Last year, Canada Life bought two independent wealth managers that bolstered the insurer’s access to the high-net-worth market. One includes a discretionary portfolio manager, a business Canada Life did not have before. The addition of Toronto-based securities dealer Investment Planning Counsel added more than 650 investment advisers, who manage about $32-billion in assets, while the purchase of Winnipeg-based Value Partners Group Inc., a financial planning firm, added another $5-billion in assets. Today, the Canadian wealth division has more than 4,000 financial advisers.
“Advice is more important today than ever,” Mr. Macoun said. “The wealth business is a growth driver for us in Canada moving forward, and we are no longer thinking we are the third-largest non-bank wealth manager – we are thinking that this is a space that we are going to own here in Canada.”

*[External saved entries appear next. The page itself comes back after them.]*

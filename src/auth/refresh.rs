//! Single-flight access-token refresh.
//!
//! Refresh tokens are single-use: two concurrent exchanges with the same
//! refresh token would leave one caller holding a rotated-away token. The
//! [`RefreshCoordinator`] therefore keeps at most one exchange in flight.
//! Callers that need a fresh token while an exchange is pending await that
//! exchange's shared result instead of starting their own.
//!
//! A failed exchange is terminal: the session is cleared and every waiter
//! receives [`ClientError::SessionExpired`]. Nothing here retries.
//!
//! Every terminal end of the session, whether a failed exchange or an
//! explicit [`RefreshCoordinator::invalidate`], bumps a counter published
//! through [`RefreshCoordinator::session_ended`] so long-lived users of the
//! session (the hub connection) can tear down.

use std::fmt;
use std::sync::Arc;
use std::sync::atomic::{AtomicU64, Ordering};

use futures_util::future::{BoxFuture, FutureExt, Shared};
use tokio::sync::{Mutex, watch};

use super::exchange::TokenExchange;
use super::token_store::TokenStore;
use crate::domain::claims::token_is_stale;
use crate::domain::{Clock, Session};
use crate::error::ClientError;

type RefreshFuture = Shared<BoxFuture<'static, Result<String, ClientError>>>;

struct Inner {
    store: Arc<dyn TokenStore>,
    exchange: Arc<dyn TokenExchange>,
    clock: Arc<dyn Clock>,
    margin: chrono::Duration,
    inflight: Mutex<Option<RefreshFuture>>,
    exchanges: AtomicU64,
    ended: watch::Sender<u64>,
}

impl Inner {
    fn announce_end(&self) {
        self.ended.send_modify(|count| *count += 1);
    }
}

/// Gatekeeper for every token refresh in the process.
///
/// Cloning is cheap; clones share the same in-flight slot.
#[derive(Clone)]
pub struct RefreshCoordinator {
    inner: Arc<Inner>,
}

impl fmt::Debug for RefreshCoordinator {
    fn fmt(&self, f: &mut fmt::Formatter<'_>) -> fmt::Result {
        f.debug_struct("RefreshCoordinator")
            .field("store", &self.inner.store)
            .field("margin", &self.inner.margin)
            .field("exchanges", &self.exchange_count())
            .finish_non_exhaustive()
    }
}

impl RefreshCoordinator {
    /// Creates a coordinator. Tokens with less than `margin` of lifetime
    /// left are considered stale.
    #[must_use]
    pub fn new(
        store: Arc<dyn TokenStore>,
        exchange: Arc<dyn TokenExchange>,
        clock: Arc<dyn Clock>,
        margin: std::time::Duration,
    ) -> Self {
        let margin = chrono::Duration::from_std(margin).unwrap_or(chrono::Duration::MAX);
        Self {
            inner: Arc::new(Inner {
                store,
                exchange,
                clock,
                margin,
                inflight: Mutex::new(None),
                exchanges: AtomicU64::new(0),
                ended: watch::channel(0).0,
            }),
        }
    }

    /// The store this coordinator guards.
    #[must_use]
    pub fn store(&self) -> &Arc<dyn TokenStore> {
        &self.inner.store
    }

    /// Returns a usable access token, refreshing it first if it is stale.
    ///
    /// # Errors
    ///
    /// - [`ClientError::SessionExpired`] if no session is stored or the
    ///   exchange failed (the session has then been cleared).
    /// - [`ClientError::Storage`] if the store cannot be read.
    pub async fn ensure_fresh_access_token(&self) -> Result<String, ClientError> {
        let Some(token) = self.inner.store.access_token().await? else {
            return Err(ClientError::SessionExpired);
        };
        if !self.is_stale(&token) {
            return Ok(token);
        }
        tracing::debug!("access token inside safety margin");
        self.refresh_shared(None).await
    }

    /// Obtains a replacement for a token the server just rejected, even if
    /// it still looked fresh locally.
    ///
    /// If another caller already replaced `rejected` with a fresh token, that
    /// token is returned without a new exchange.
    ///
    /// # Errors
    ///
    /// Same as [`ensure_fresh_access_token`](Self::ensure_fresh_access_token).
    pub async fn refresh_after_rejection(&self, rejected: &str) -> Result<String, ClientError> {
        self.refresh_shared(Some(rejected)).await
    }

    /// Clears the session after a terminal authentication failure.
    ///
    /// # Errors
    ///
    /// Returns [`ClientError::Storage`] if the store cannot be cleared.
    pub async fn invalidate(&self) -> Result<(), ClientError> {
        tracing::info!("session invalidated");
        let cleared = self.inner.store.clear().await;
        self.inner.announce_end();
        cleared
    }

    /// Receiver whose value changes each time the session ends.
    #[must_use]
    pub fn session_ended(&self) -> watch::Receiver<u64> {
        self.inner.ended.subscribe()
    }

    /// Number of exchanges sent since construction.
    #[must_use]
    pub fn exchange_count(&self) -> u64 {
        self.inner.exchanges.load(Ordering::SeqCst)
    }

    fn is_stale(&self, token: &str) -> bool {
        token_is_stale(token, self.inner.clock.now(), self.inner.margin)
    }

    async fn refresh_shared(&self, rejected: Option<&str>) -> Result<String, ClientError> {
        let pending = {
            let mut slot = self.inner.inflight.lock().await;
            match slot.as_ref() {
                Some(pending) => pending.clone(),
                None => {
                    // Re-check under the gate: an exchange may have finished
                    // between the caller's read and now.
                    let Some(session) = self.inner.store.load().await? else {
                        return Err(ClientError::SessionExpired);
                    };
                    if self.is_reusable(&session, rejected) {
                        return Ok(session.access_token);
                    }
                    let pending = run_exchange(Arc::clone(&self.inner), session.refresh_token)
                        .boxed()
                        .shared();
                    *slot = Some(pending.clone());
                    pending
                }
            }
        };
        pending.await
    }

    fn is_reusable(&self, session: &Session, rejected: Option<&str>) -> bool {
        !self.is_stale(&session.access_token)
            && rejected.is_none_or(|r| r != session.access_token)
    }
}

async fn run_exchange(inner: Arc<Inner>, refresh_token: String) -> Result<String, ClientError> {
    let attempt = inner.exchanges.fetch_add(1, Ordering::SeqCst) + 1;
    tracing::info!(attempt, "exchanging refresh token");

    let outcome = match inner.exchange.exchange(&refresh_token).await {
        Ok(pair) => match inner
            .store
            .set_session(&pair.access_token, &pair.refresh_token)
            .await
        {
            Ok(()) => Ok(pair.access_token),
            Err(e) => {
                tracing::warn!(error = %e, "could not persist refreshed tokens");
                terminate(&inner).await
            }
        },
        Err(e) => {
            tracing::warn!(error = %e, "refresh exchange failed; session terminated");
            terminate(&inner).await
        }
    };

    *inner.inflight.lock().await = None;
    outcome
}

async fn terminate(inner: &Inner) -> Result<String, ClientError> {
    if let Err(e) = inner.store.clear().await {
        tracing::warn!(error = %e, "could not clear token store");
    }
    inner.announce_end();
    Err(ClientError::SessionExpired)
}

Mr. Macoun’s career started in the group benefits business as a management trainee. He soon moved to Edmonton as a group benefits regional leader, overseeing offices in Northern Alberta and Northern Saskatchewan. Twelve years later – still in his early 30s – he became the youngest national leader for group sales and moved to London, Ont., where he still resides with his wife, Marjie.
That promotion was a “breakthrough moment” for his career, he said, and led to several leadership roles, including vice-president of group customer (which includes distribution) and deputy chief operating officer at Canada Life, before being appointed president and chief operating officer in 2018.
But one of the biggest transformations for the company, and a career highlight for Mr. Macoun, was the 2020 merger of three iconic names – Great-West Life Assurance Co., London Life Insurance Co. and Canada Life Assurance Co. – to operate as one company under the Canada Life brand.
Although Great-West Life purchased Canada Life in 2003 and London Life in 1997, the three companies had operated as individual subsidiaries for more than 125 years. Then, in 2020, the company decided to simplify the business for the 13 million policyholders who held products across the three brands.
“The decision to rebrand ourselves was a home run, and our client engagement scores over the last few years – which have been very high even coming out of COVID – have showed us that it was a great decision,” Mr. Macoun said.
And while he had to retire the London Life brand where his career began, Mr. Macoun said the strength of the Canada Life name has made the company a “dominant player” within all areas of the industry, including individual insurance, wealth and asset management and group health and life benefits.
“My two brothers and I always wanted to be professional hockey players, but I knew there was a good chance that it wouldn’t work out for me, so the next best thing is to land somewhere I could be around people, inspire them and lead a great team,” Mr. Macoun said. “I feel incredibly lucky to have been able to do just that.”